=== ACTION ITEM ===
Repeat each entry below exactly as it stands.

=== RECORDS ===
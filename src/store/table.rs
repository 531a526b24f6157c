//! Restaurant table with scoped write transactions
//!
//! All mutations go through a [`WriteTransaction`]: rows are staged as
//! copies, invariants are validated over the staged outcome, the staged
//! rows are appended to the journal, and only then does memory change.
//! Dropping a transaction without committing discards every staged row,
//! so rollback happens on every exit path.
//!
//! The transaction holds the table's write lock for its whole lifetime.
//! That serializes all writers, which is the locking guarantee the
//! promotion path needs: two promotes for the same owner can never
//! interleave their read of "who is promoted" with each other's writes.
//! Readers only ever see committed state.

use std::collections::{HashMap, HashSet};
use std::path::Path;
use std::sync::{RwLock, RwLockWriteGuard};

use chrono::Utc;
use uuid::Uuid;

use super::errors::{StoreError, StoreResult};
use super::journal::Journal;
use crate::model::{NewRestaurant, Restaurant};

#[derive(Debug)]
struct TableInner {
    rows: HashMap<Uuid, Restaurant>,
    journal: Journal,
}

/// The restaurant table.
///
/// Cheap to share via `Arc`; request handlers for different restaurants
/// run in parallel and synchronize only here.
#[derive(Debug)]
pub struct RestaurantTable {
    inner: RwLock<TableInner>,
}

impl RestaurantTable {
    /// Opens the table, replaying the journal under `data_dir`.
    ///
    /// Latest record per id wins. After replay the whole table is
    /// verified against I1 and I2; a violation means the journal was
    /// produced by a broken writer and the table refuses to load.
    pub fn open(data_dir: &Path) -> StoreResult<Self> {
        let mut journal = Journal::open(data_dir)?;
        let mut rows: HashMap<Uuid, Restaurant> = HashMap::new();
        for row in journal.replay()? {
            rows.insert(row.id, row);
        }

        let all: Vec<&Restaurant> = rows.values().collect();
        check_invariants(all.into_iter())?;

        Ok(Self {
            inner: RwLock::new(TableInner { rows, journal }),
        })
    }

    /// Begins a write transaction, blocking until the write lock is held.
    pub fn begin_write(&self) -> StoreResult<WriteTransaction<'_>> {
        let guard = self
            .inner
            .write()
            .map_err(|_| StoreError::Persistence("table lock poisoned".to_string()))?;
        Ok(WriteTransaction {
            guard,
            staged: Vec::new(),
        })
    }

    /// Creates a restaurant from the enumerated creation input.
    ///
    /// Establishes I1 at birth: `pinned_at` is derived from `pinned`,
    /// never supplied by the caller.
    pub fn create(&self, owner_id: Uuid, new: NewRestaurant) -> StoreResult<Restaurant> {
        let now = Utc::now();
        let row = Restaurant {
            id: Uuid::new_v4(),
            owner_id,
            name: new.name,
            description: new.description,
            address: new.address,
            shipping_costs: new.shipping_costs,
            pinned: new.pinned,
            pinned_at: if new.pinned { Some(now) } else { None },
            promoted: false,
            category: new.category,
            products: new.products,
            created_at: now,
            updated_at: now,
        };

        let mut tx = self.begin_write()?;
        let created = tx.stage(row).clone();
        tx.commit()?;
        Ok(created)
    }

    /// Fetches one row by id.
    pub fn get(&self, id: Uuid) -> StoreResult<Restaurant> {
        let inner = self
            .inner
            .read()
            .map_err(|_| StoreError::Persistence("table lock poisoned".to_string()))?;
        inner.rows.get(&id).cloned().ok_or(StoreError::NotFound(id))
    }

    /// Snapshot of every committed row, in no particular order.
    pub fn snapshot(&self) -> StoreResult<Vec<Restaurant>> {
        let inner = self
            .inner
            .read()
            .map_err(|_| StoreError::Persistence("table lock poisoned".to_string()))?;
        Ok(inner.rows.values().cloned().collect())
    }

    /// Number of committed rows.
    pub fn len(&self) -> StoreResult<usize> {
        let inner = self
            .inner
            .read()
            .map_err(|_| StoreError::Persistence("table lock poisoned".to_string()))?;
        Ok(inner.rows.len())
    }

    /// Whether the table has no rows.
    pub fn is_empty(&self) -> StoreResult<bool> {
        Ok(self.len()? == 0)
    }
}

/// Scoped write transaction over the restaurant table.
///
/// Obtained from [`RestaurantTable::begin_write`]. Commit applies all
/// staged rows atomically; drop without commit rolls back.
pub struct WriteTransaction<'a> {
    guard: RwLockWriteGuard<'a, TableInner>,
    /// Staged rows in stage order; a later stage of the same id
    /// replaces the earlier one.
    staged: Vec<Restaurant>,
}

impl<'a> WriteTransaction<'a> {
    /// Fetches a row as this transaction sees it (staged first).
    pub fn get(&self, id: Uuid) -> Option<&Restaurant> {
        self.staged
            .iter()
            .rev()
            .find(|r| r.id == id)
            .or_else(|| self.guard.rows.get(&id))
    }

    /// Finds the promoted row for `owner_id`, staged view included.
    ///
    /// At most one exists when entering the transaction (I2).
    pub fn promoted_for_owner(&self, owner_id: Uuid) -> Option<&Restaurant> {
        if let Some(staged) = self
            .staged
            .iter()
            .rev()
            .find(|r| r.owner_id == owner_id && r.promoted)
        {
            return Some(staged);
        }
        self.guard
            .rows
            .values()
            .find(|r| r.owner_id == owner_id && r.promoted && !self.is_staged(r.id))
    }

    fn is_staged(&self, id: Uuid) -> bool {
        self.staged.iter().any(|r| r.id == id)
    }

    /// Stages a row snapshot to be applied at commit.
    ///
    /// Returns the staged row, which carries the final `updated_at`.
    pub fn stage(&mut self, mut row: Restaurant) -> &Restaurant {
        if let Some(existing) = self.guard.rows.get(&row.id) {
            // updated_at only moves when an existing row actually changes
            row.created_at = existing.created_at;
        }
        row.updated_at = Utc::now();
        self.staged.retain(|r| r.id != row.id);
        self.staged.push(row);
        match self.staged.last() {
            Some(staged) => staged,
            None => unreachable!("row was just pushed"),
        }
    }

    /// Validates, journals, and applies every staged row.
    ///
    /// Order matters: nothing reaches memory until the journal append
    /// has been fsynced, and nothing reaches the journal until the
    /// staged outcome satisfies I1, I2, and I3.
    pub fn commit(mut self) -> StoreResult<()> {
        if self.staged.is_empty() {
            return Ok(());
        }

        self.validate_staged()?;

        let staged = std::mem::take(&mut self.staged);
        self.guard.journal.append(&staged)?;
        for row in staged {
            self.guard.rows.insert(row.id, row);
        }
        Ok(())
    }

    fn validate_staged(&self) -> StoreResult<()> {
        // I3: owner_id of an existing row never changes
        for row in &self.staged {
            if let Some(existing) = self.guard.rows.get(&row.id) {
                if existing.owner_id != row.owner_id {
                    return Err(StoreError::InvariantViolation(format!(
                        "owner_id of restaurant {} would change",
                        row.id
                    )));
                }
            }
        }

        let staged_ids: HashSet<Uuid> = self.staged.iter().map(|r| r.id).collect();
        let outcome = self
            .staged
            .iter()
            .chain(self.guard.rows.values().filter(|r| !staged_ids.contains(&r.id)));
        check_invariants(outcome)
    }
}

/// Verifies I1 and I2 over a set of rows.
///
/// Used at load time and at every commit; a failure here is a data
/// fault to report, never to auto-correct.
pub fn check_invariants<'r>(rows: impl Iterator<Item = &'r Restaurant>) -> StoreResult<()> {
    let mut promoted_owners: HashSet<Uuid> = HashSet::new();
    for row in rows {
        if row.pinned != row.pinned_at.is_some() {
            return Err(StoreError::InvariantViolation(format!(
                "restaurant {}: pinned={} but pinned_at={:?}",
                row.id, row.pinned, row.pinned_at
            )));
        }
        if row.promoted && !promoted_owners.insert(row.owner_id) {
            return Err(StoreError::InvariantViolation(format!(
                "owner {} has more than one promoted restaurant",
                row.owner_id
            )));
        }
    }
    Ok(())
}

=== WRITTEN ANSWER ===
filename src/store/table.rs
repository 531a526b24f6157c
//! Restaurant table with scoped write transactions
//!
//! All mutations go through a [`WriteTransaction`]: rows are staged as
//! copies, invariants are validated over the staged outcome, the staged
//! rows are appended to the journal, and only then does memory change.
//! Dropping a transaction without committing discards every staged row,
//! so rollback happens on every exit path.
//!
//! The transaction holds the table's write lock for its whole lifetime.
//! That serializes all writers, which is the locking guarantee the
//! promotion path needs: two promotes for the same owner can never
//! interleave their read of "who is promoted" with each other's writes.
//! Readers only ever see committed state.

use std::collections::{HashMap, HashSet};
use std::path::Path;
use std::sync::{RwLock, RwLockWriteGuard};

use chrono::Utc;
use uuid::Uuid;

use super::errors::{StoreError, StoreResult};
use super::journal::Journal;
use crate::model::{NewRestaurant, Restaurant};

#[derive(Debug)]
struct TableInner {
    rows: HashMap<Uuid, Restaurant>,
    journal: Journal,
}

/// The restaurant table.
///
/// Cheap to share via `Arc`; request handlers for different restaurants
/// run in parallel and synchronize only here.
#[derive(Debug)]
pub struct RestaurantTable {
    inner: RwLock<TableInner>,
}

impl RestaurantTable {
    /// Opens the table, replaying the journal under `data_dir`.
    ///
    /// Latest record per id wins. After replay the whole table is
    /// verified against I1 and I2; a violation means the journal was
    /// produced by a broken writer and the table refuses to load.
    pub fn open(data_dir: &Path) -> StoreResult<Self> {
        let mut journal = Journal::open(data_dir)?;
        let mut rows: HashMap<Uuid, Restaurant> = HashMap::new();
        for row in journal.replay()? {
            rows.insert(row.id, row);
        }

        let all: Vec<&Restaurant> = rows.values().collect();
        check_invariants(all.into_iter())?;

        Ok(Self {
            inner: RwLock::new(TableInner { rows, journal }),
        })
    }

    /// Begins a write transaction, blocking until the write lock is held.
    pub fn begin_write(&self) -> StoreResult<WriteTransaction<'_>> {
        let guard = self
            .inner
            .write()
            .map_err(|_| StoreError::Persistence("table lock poisoned".to_string()))?;
        Ok(WriteTransaction {
            guard,
            staged: Vec::new(),
        })
    }

    /// Creates a restaurant from the enumerated creation input.
    ///
    /// Establishes I1 at birth: `pinned_at` is derived from `pinned`,
    /// never supplied by the caller.
    pub fn create(&self, owner_id: Uuid, new: NewRestaurant) -> StoreResult<Restaurant> {
        let now = Utc::now();
        let row = Restaurant {
            id: Uuid::new_v4(),
            owner_id,
            name: new.name,
            description: new.description,
            address: new.address,
            shipping_costs: new.shipping_costs,
            pinned: new.pinned,
            pinned_at: if new.pinned { Some(now) } else { None },
            promoted: false,
            category: new.category,
            products: new.products,
            created_at: now,
            updated_at: now,
        };

        let mut tx = self.begin_write()?;
        let created = tx.stage(row).clone();
        tx.commit()?;
        Ok(created)
    }

    /// Fetches one row by id.
    pub fn get(&self, id: Uuid) -> StoreResult<Restaurant> {
        let inner = self
            .inner
            .read()
            .map_err(|_| StoreError::Persistence("table lock poisoned".to_string()))?;
        inner.rows.get(&id).cloned().ok_or(StoreError::NotFound(id))
    }

    /// Snapshot of every committed row, in no particular order.
    pub fn snapshot(&self) -> StoreResult<Vec<Restaurant>> {
        let inner = self
            .inner
            .read()
            .map_err(|_| StoreError::Persistence("table lock poisoned".to_string()))?;
        Ok(inner.rows.values().cloned().collect())
    }

    /// Number of committed rows.
    pub fn len(&self) -> StoreResult<usize> {
        let inner = self
            .inner
            .read()
            .map_err(|_| StoreError::Persistence("table lock poisoned".to_string()))?;
        Ok(inner.rows.len())
    }

    /// Whether the table has no rows.
    pub fn is_empty(&self) -> StoreResult<bool> {
        Ok(self.len()? == 0)
    }
}

/// Scoped write transaction over the restaurant table.
///
/// Obtained from [`RestaurantTable::begin_write`]. Commit applies all
/// staged rows atomically; drop without commit rolls back.
pub struct WriteTransaction<'a> {
    guard: RwLockWriteGuard<'a, TableInner>,
    /// Staged rows in stage order; a later stage of the same id
    /// replaces the earlier one.
    staged: Vec<Restaurant>,
}

impl<'a> WriteTransaction<'a> {
    /// Fetches a row as this transaction sees it (staged first).
    pub fn get(&self, id: Uuid) -> Option<&Restaurant> {
        self.staged
            .iter()
            .rev()
            .find(|r| r.id == id)
            .or_else(|| self.guard.rows.get(&id))
    }

    /// Finds the promoted row for `owner_id`, staged view included.
    ///
    /// At most one exists when entering the transaction (I2).
    pub fn promoted_for_owner(&self, owner_id: Uuid) -> Option<&Restaurant> {
        if let Some(staged) = self
            .staged
            .iter()
            .rev()
            .find(|r| r.owner_id == owner_id && r.promoted)
        {
            return Some(staged);
        }
        self.guard
            .rows
            .values()
            .find(|r| r.owner_id == owner_id && r.promoted && !self.is_staged(r.id))
    }

    fn is_staged(&self, id: Uuid) -> bool {
        self.staged.iter().any(|r| r.id == id)
    }

    /// Stages a row snapshot to be applied at commit.
    ///
    /// Returns the staged row, which carries the final `updated_at`.
    pub fn stage(&mut self, mut row: Restaurant) -> &Restaurant {
        if let Some(existing) = self.guard.rows.get(&row.id) {
            // updated_at only moves when an existing row actually changes
            row.created_at = existing.created_at;
        }
        row.updated_at = Utc::now();
        self.staged.retain(|r| r.id != row.id);
        self.staged.push(row);
        match self.staged.last() {
            Some(staged) => staged,
            None => unreachable!("row was just pushed"),
        }
    }

    /// Validates, journals, and applies every staged row.
    ///
    /// Order matters: nothing reaches memory until the journal append
    /// has been fsynced, and nothing reaches the journal until the
    /// staged outcome satisfies I1, I2, and I3.
    pub fn commit(mut self) -> StoreResult<()> {
        if self.staged.is_empty() {
            return Ok(());
        }

        self.validate_staged()?;

        let staged = std::mem::take(&mut self.staged);
        self.guard.journal.append(&staged)?;
        for row in staged {
            self.guard.rows.insert(row.id, row);
        }
        Ok(())
    }

    fn validate_staged(&self) -> StoreResult<()> {
        // I3: owner_id of an existing row never changes
        for row in &self.staged {
            if let Some(existing) = self.guard.rows.get(&row.id) {
                if existing.owner_id != row.owner_id {
                    return Err(StoreError::InvariantViolation(format!(
                        "owner_id of restaurant {} would change",
                        row.id
                    )));
                }
            }
        }

        let staged_ids: HashSet<Uuid> = self.staged.iter().map(|r| r.id).collect();
        let outcome = self
            .staged
            .iter()
            .chain(self.guard.rows.values().filter(|r| !staged_ids.contains(&r.id)));
        check_invariants(outcome)
    }
}

/// Verifies I1 and I2 over a set of rows.
///
/// Used at load time and at every commit; a failure here is a data
/// fault to report, never to auto-correct.
pub fn check_invariants<'r>(rows: impl Iterator<Item = &'r Restaurant>) -> StoreResult<()> {
    let mut promoted_owners: HashSet<Uuid> = HashSet::new();
    for row in rows {
        if row.pinned != row.pinned_at.is_some() {
            return Err(StoreError::InvariantViolation(format!(
                "restaurant {}: pinned={} but pinned_at={:?}",
                row.id, row.pinned, row.pinned_at
            )));
        }
        if row.promoted && !promoted_owners.insert(row.owner_id) {
            return Err(StoreError::InvariantViolation(format!(
                "owner {} has more than one promoted restaurant",
                row.owner_id
            )));
        }
    }
    Ok(())
}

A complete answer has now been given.